Enumeration, isomorphism and Hamiltonicity of Cayley graphs: 2-generated and cubic.
详细信息
- 作者:Effler ; Scott Michael.
- 学历:Master
- 年:2002
- 导师:Ruskey, Frank
- 毕业院校:University of Victoria
- 专业:Computer Science.
- ISBN:0612749568
- CBH:MQ74956
- Country:Canada
- 语种:English
- FileSize:3148771
- Pages:104
文摘
This thesis explores 2-generated and cubic Cayley graphs. All 2-generated Cayley graphs with generators from Sn , where n ≤ 9, were generated. Further, 3-generated cubic Cayley graphs, where n ≤ 7, were also generated.

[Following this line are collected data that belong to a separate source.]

/// Run a submission batch for a configured dataset against the REST catalog.
pub async fn run_submit(
    config: &Config,
    dataset_key: &str,
    args: SubmitArgs,
    progress: &dyn SubmitProgressReporter,
) -> anyhow::Result<SubmitSummary> {
    let dataset_config = config.dataset(dataset_key)?;
    let profile = DatasetProfile::from_config(dataset_config)?;
    progress.report(SubmitProgressEvent::Preparing {
        dataset: profile.name.clone(),
    });

    let http = http_client(config.catalog.timeout_secs)?;
    let catalog = rest_catalog(&config.catalog, http.clone(), !args.options.dry_run)?;
    let probe = HttpSizeProbe::new(http.clone());
    let provider = Provider::connect(Arc::new(catalog), Arc::new(probe), http.clone(), profile)
        .await
        .with_context(|| format!("Could not create provider for dataset \"{}\"", dataset_key))?;

    let summary = match dataset_config.source {
        SourceKind::FitsFile => {
            if args.inputs.is_empty() {
                bail!("No input files given for dataset '{}'", dataset_key);
            }
            let scan = FileScan::new(&args.inputs)?
                .with_min_modification_time(args.min_modification_time);
            let mut items = FileItems::new(&scan);
            provider.submit_all(&mut items, &args.options, progress).await
        }
        SourceKind::FitsUrl => {
            if args.inputs.is_empty() {
                bail!("No input URLs given for dataset '{}'", dataset_key);
            }
            if args.min_modification_time.is_some() {
                warn!("--min-modif-time is ignored for URL inputs");
            }
            let mut items = UrlItems::new(args.inputs.clone());
            provider.submit_all(&mut items, &args.options, progress).await
        }
        SourceKind::Tap => {
            let tap = dataset_config
                .tap
                .as_ref()
                .with_context(|| format!("Dataset '{}' has no TAP configuration", dataset_key))?;
            if !args.inputs.is_empty() {
                warn!("Inputs are ignored for TAP datasets, records come from {}", tap.table);
            }
            let client = TapClient::new(http.clone(), &tap.service_url)?;
            let stream = TapRecordStream::new(
                &client,
                tap.table.clone(),
                args.batch_size.unwrap_or(tap.page_size),
                args.min_modification_time,
                Duration::from_secs(tap.retry_delay_secs),
            );
            let mut items = TapItems::new(stream);
            provider.submit_all(&mut items, &args.options, progress).await
        }
    };

    summary.print(&provider.dataset().name, args.options.dry_run);
    Ok(summary)
}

Among these, the cubic Cayley graphs with up to 40320 vertices were tested for various properties including Hamiltonicity and diameter. These results are available on the internet in easy to read tables. The motivation for the testing of Cayley graphs for Hamiltonicity was the conjecture that states that every connected Cayley graph is Hamiltonian.;New enumeration results are presented for various classes of 2-generated Cayley graphs. Previously known enumeration results are presented for cubic Cayley graphs.;Finally, isomorphism and color isomorphism of 2-generated and cubic Cayley graphs is explored. Numerous new results are presented.;All algorithms used in this thesis are explained in full.